Nerissa hatte mir meine Antworten geliefert.

Ich begriff, was sie bedeuteten, und wollte es nicht glauben.

Ein Spiel. Nicht mehr, nicht weniger.

Mit meinem Leben als Einsatz.

Ich ging zurück zum Telefon und tätigte noch einen Anruf. Van Horens Butler sagte, er wolle einmal nachsehen, und Quentin kam an den Apparat. Ich sagte, ich hätte ein etwas merkwürdiges Anliegen, das ich ihm erklären würde, wenn ich ihn das nächste Mal sah, aber könnte er mir vielleicht sagen, wie groß ungefähr Nerissas Anteil an Rojedda sei?

«So groß wie meiner«, erwiderte er ohne Zögern.»Sie hat den Anteil meines Bruders von Portia geerbt.«

Ich dankte ihm benommen.

«Bis zur Premiere«, sagte er.»Wir freuen uns sehr darauf.«

Stundenlang konnte ich nicht schlafen. Und doch, wo hätte ich sicherer sein können als in einem bewachten Camp, wo Evan und Conrad in den Nachbarhütten schnarchten, daß sich die Wände bogen?

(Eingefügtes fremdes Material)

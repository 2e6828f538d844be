use std::process::exit;

use aix::cli::{self, Outcome, AIX};

#[tokio::main]
async fn main() {
    match cli::run(&AIX).await {
        Ok(Outcome::Finished) => {}
        // don't wait on a stdin read that may still be blocked
        Ok(Outcome::Interrupted) => exit(0),
        Err(e) => {
            eprintln!("ERROR: {:#}", e);
            exit(1);
        }
    }
}
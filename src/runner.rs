use std::sync::Arc;

use tracing::{debug, info};

use crate::api::{ApiClient, ChatRequest, Message, Provider};
use crate::config::Config;
use crate::error::{Error, Result};
use crate::result::{CompletionResult, CompletionStream};

pub const GPT3_MODEL: &str = "gpt-3.5-turbo";
pub const GPT4_MODEL: &str = "gpt-4-turbo-preview";

// Total width of the model listing grid
const GRID_WIDTH: usize = 80;

/// `Runner` turns a resolved `Config` into exactly one provider call.
pub struct Runner {
    config: Config,
    provider: Arc<dyn Provider>,
}

impl Runner {
    pub fn new(config: Config, provider: Arc<dyn Provider>) -> Self {
        Runner { config, provider }
    }

    /// Builds a runner backed by the HTTP `ApiClient`.
    pub fn from_config(config: Config) -> Result<Self> {
        let api_key = config.api_key.clone().ok_or(Error::NoApiKey)?;
        let client = ApiClient::new(config.api.as_str(), api_key)?;
        Ok(Runner::new(config, Arc::new(client)))
    }

    /// Performs the single request of this invocation.
    ///
    /// Without streaming the returned result is complete. With streaming it is
    /// returned as soon as the producer task is started: its `stream` must be
    /// drained, and failures of the upstream call only show up when it is
    /// (see [`CompletionStream`]).
    ///
    /// # Returns:
    /// - `Err(Error::NoApiKey)` or `Err(Error::NoPrompt)` before anything is sent.
    /// - the provider's error, unchanged, when a blocking call fails.
    /// - `Err(Error::NoChoices)` when a blocking completion has no choices.
    pub async fn run(&self) -> Result<CompletionResult> {
        if self.config.api_key.as_deref().map_or(true, str::is_empty) {
            return Err(Error::NoApiKey);
        }

        let model = resolve_model(self.config.model.as_deref(), self.config.gpt4).to_string();
        debug!(%model, "resolved model");

        if self.config.list_models {
            return self.list_models(model).await;
        }

        let request = build_request(&self.config, &model)?;
        let mut result = CompletionResult::new(model, self.config.prompt.as_str());

        if self.config.stream {
            let provider = Arc::clone(&self.provider);
            result.stream = Some(CompletionStream::spawn(async move {
                provider.chat_completion_stream(&request).await
            }));
        } else {
            let response = self.provider.chat_completion(&request).await?;
            let choice = response.choices.into_iter().next().ok_or(Error::NoChoices)?;
            if let Some(reason) = &choice.finish_reason {
                debug!(finish_reason = %reason, "completion finished");
            }
            result.completion = choice.message.content.unwrap_or_default();
        }

        Ok(result)
    }

    async fn list_models(&self, model: String) -> Result<CompletionResult> {
        let ids = self.provider.list_models().await?;
        info!(count = ids.len(), "listed models");

        let listing = render_models(&ids);
        let mut result = CompletionResult::new(model, self.config.prompt.as_str());
        if self.config.stream {
            result.stream = Some(CompletionStream::from_text(listing));
        } else {
            result.completion = listing;
        }
        Ok(result)
    }
}

/// An explicit model wins over `gpt4`, which wins over the GPT-3.5 default.
pub fn resolve_model(model: Option<&str>, gpt4: bool) -> &str {
    match model {
        Some(model) if !model.is_empty() => model,
        _ if gpt4 => GPT4_MODEL,
        _ => GPT3_MODEL,
    }
}

/// Builds the chat request: an optional system message holding every system
/// line, then the prompt as the user message.
///
/// Temperature and top-p are only sent when set to something other than
/// zero, so an explicit `0` cannot be requested.
pub fn build_request(config: &Config, model: &str) -> Result<ChatRequest> {
    let mut messages = Vec::new();

    // Blank lines in the middle are kept, they can separate paragraphs.
    if config.system.iter().any(|line| !line.is_empty()) {
        messages.push(Message::system(config.system.join("\n")));
    }
    if !config.prompt.is_empty() {
        messages.push(Message::user(config.prompt.as_str()));
    }
    if messages.is_empty() {
        return Err(Error::NoPrompt);
    }

    Ok(ChatRequest {
        model: model.to_string(),
        messages,
        stream: false,
        temperature: config.temperature.filter(|t| *t != 0.0),
        top_p: config.top_p.filter(|p| *p != 0.0),
    })
}

/// Groups model ids under "GPT Models", "O1 Models" and "Other Models" and
/// lays each group out in columns. Empty groups are left out.
pub fn render_models(ids: &[String]) -> String {
    let mut gpt = Vec::new();
    let mut o1 = Vec::new();
    let mut other = Vec::new();
    for id in ids {
        if id.starts_with("gpt") || id.starts_with("chatgpt") {
            gpt.push(id.as_str());
        } else if id.starts_with("o1") {
            o1.push(id.as_str());
        } else {
            other.push(id.as_str());
        }
    }

    let mut out = String::new();
    for (heading, mut names) in [("GPT Models", gpt), ("O1 Models", o1), ("Other Models", other)] {
        if names.is_empty() {
            continue;
        }
        names.sort_unstable();
        if !out.is_empty() {
            out.push('\n');
        }
        out.push_str(heading);
        out.push_str(":\n");
        out.push_str(&grid(&names));
    }
    out
}

fn grid(names: &[&str]) -> String {
    let width = names.iter().map(|n| n.len()).max().unwrap_or(0) + 2;
    let columns = (GRID_WIDTH / width).max(1);

    let mut out = String::new();
    for row in names.chunks(columns) {
        let line: String = row.iter().map(|name| format!("{name:<width$}")).collect();
        out.push_str(line.trim_end());
        out.push('\n');
    }
    out
}
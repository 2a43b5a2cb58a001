//! A minimal Linux-family conversion module: grants virtio capabilities
//! unconditionally (or honors pinned capabilities in in-place mode).
//!
//! Real Linux conversion modules rewrite `/etc/fstab`, regenerate the
//! initramfs, and reconfigure the bootloader; those steps depend on the
//! guest's package manager and are out of scope here, since guest-conversion
//! modules are an external collaborator. This module is the reference
//! implementation of the contract, not a full driver installer.

use color_eyre::Result;
use std::net::IpAddr;
use tracing::info;
use v2kvm_core::adapters::OutputView;
use v2kvm_core::capabilities::{BlockBus, GrantedCapabilities, NetBus, RequestedCapabilities, VideoModel};
use v2kvm_core::convert::ConversionModule;
use v2kvm_core::inspect::{ApplianceHandle, Inspect, OsFamily};
use v2kvm_core::source::SourceDisk;

/// Matches any guest the appliance identified as Linux.
#[derive(Debug, Default)]
pub struct GenericLinuxModule;

impl ConversionModule for GenericLinuxModule {
    fn matches(&self, inspect: &Inspect) -> bool {
        inspect.os_family == OsFamily::Linux
    }

    fn convert(
        &self,
        _appliance: &mut dyn ApplianceHandle,
        inspect: &Inspect,
        source_disks: &[SourceDisk],
        _output: &dyn OutputView,
        requested: RequestedCapabilities,
        static_ips: &[IpAddr],
    ) -> Result<GrantedCapabilities> {
        info!(
            "converting {} Linux guest with {} disk(s)",
            inspect.distro,
            source_disks.len()
        );

        if !static_ips.is_empty() {
            info!("{} static IP(s) requested, would be written to network config", static_ips.len());
        }

        Ok(GrantedCapabilities {
            block_bus: requested.block_bus.unwrap_or(BlockBus::VirtioBlk),
            net_bus: requested.net_bus.unwrap_or(NetBus::VirtioNet),
            video: requested.video.unwrap_or(VideoModel::VirtioGpu),
        })
    }
}

#[cfg(test)]
mod tests {
    use super::*;
    use std::collections::HashMap;

    fn inspect(os_family: OsFamily) -> Inspect {
        Inspect {
            os_family,
            distro: "fedora".to_string(),
            product_name: "Fedora Linux".to_string(),
            firmware: v2kvm_core::source::Firmware::Bios,
            mounts: vec![],
            opaque: HashMap::new(),
        }
    }

    struct NoFirmware;
    impl OutputView for NoFirmware {
        fn supported_firmware(&self) -> std::collections::HashSet<v2kvm_core::source::Firmware> {
            std::collections::HashSet::new()
        }
    }

    #[test]
    fn matches_only_linux() {
        let module = GenericLinuxModule;
        assert!(module.matches(&inspect(OsFamily::Linux)));
        assert!(!module.matches(&inspect(OsFamily::Windows)));
        assert!(!module.matches(&inspect(OsFamily::Unknown)));
    }

    #[test]
    fn unconstrained_request_grants_virtio() {
        let module = GenericLinuxModule;
        struct FakeAppliance;
        impl ApplianceHandle for FakeAppliance {
            fn attach(&mut self, _disk_paths: &[String]) -> Result<()> {
                Ok(())
            }
            fn launch(&mut self) -> Result<()> {
                Ok(())
            }
            fn inspect(&mut self, _passphrases: &HashMap<String, String>) -> Result<Inspect> {
                unreachable!()
            }
            fn fstrim(&mut self, _mount_path: &str) -> Result<()> {
                Ok(())
            }
            fn shutdown(&mut self) -> Result<()> {
                Ok(())
            }
        }
        let mut appliance = FakeAppliance;
        let granted = module
            .convert(
                &mut appliance,
                &inspect(OsFamily::Linux),
                &[],
                &NoFirmware,
                RequestedCapabilities::default(),
                &[],
            )
            .unwrap();
        assert_eq!(granted.block_bus, BlockBus::VirtioBlk);
        assert_eq!(granted.net_bus, NetBus::VirtioNet);
    }
}
//! Capability negotiation between the CORE and a conversion module.
//!
//! Expressed as a plain data value exchanged across the module boundary,
//! not as dynamic dispatch on a shared base class.

use serde::{Deserialize, Serialize};

/// Block device bus model a conversion module can install drivers for.
#[derive(Debug, Clone, Copy, PartialEq, Eq, Serialize, Deserialize)]
pub enum BlockBus {
    /// Legacy IDE/ATA emulation, always available.
    Ide,
    /// virtio-blk.
    VirtioBlk,
    /// virtio-scsi.
    VirtioScsi,
}

/// Network device bus model a conversion module can install drivers for.
#[derive(Debug, Clone, Copy, PartialEq, Eq, Serialize, Deserialize)]
pub enum NetBus {
    /// Emulated e1000.
    E1000,
    /// virtio-net.
    VirtioNet,
}

/// Video device model a conversion module can install drivers for.
#[derive(Debug, Clone, Copy, PartialEq, Eq, Serialize, Deserialize)]
pub enum VideoModel {
    /// Standard VGA.
    Vga,
    /// QXL.
    Qxl,
    /// virtio-gpu.
    VirtioGpu,
}

/// Capabilities requested of a conversion module before it runs.
///
/// In copy mode, all fields are `None` (the module is free to pick the best
/// it can install). In in-place mode, each field is taken from the source's
/// current configuration, since in-place conversion cannot change what bus
/// the guest already expects to see.
#[derive(Debug, Clone, Copy, Default, Serialize, Deserialize)]
pub struct RequestedCapabilities {
    /// Requested block bus, if constrained.
    pub block_bus: Option<BlockBus>,
    /// Requested network bus, if constrained.
    pub net_bus: Option<NetBus>,
    /// Requested video model, if constrained.
    pub video: Option<VideoModel>,
}

/// Capabilities a conversion module actually granted after running.
///
/// Always fully determined; downstream device-model selection (target bus
/// assignment, see [`crate::planner`]) depends on every field being set.
#[derive(Debug, Clone, Copy, Serialize, Deserialize)]
pub struct GrantedCapabilities {
    /// Block bus the module installed drivers for.
    pub block_bus: BlockBus,
    /// Network bus the module installed drivers for.
    pub net_bus: NetBus,
    /// Video model the module installed drivers for.
    pub video: VideoModel,
}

Aber als ich aufwachte, lag ich nicht mehr im Bett.

Ich war in dem Wagen, den ich in Johannesburg gemietet hatte.

Der Wagen stand im frühen Tageslicht im KrügerNationalpark. Bäume, Gestrüpp und dürres Gras. Kein Rondavel weit und breit.

Leichter Äthergeruch benebelte mir die Sinne, aber eine Tatsache war klar und augenfällig.

Einer meiner Arme ging durch die Speichen des Lenkrads, und meine Handgelenke waren mit einem Paar Handschellen aneinandergefesselt.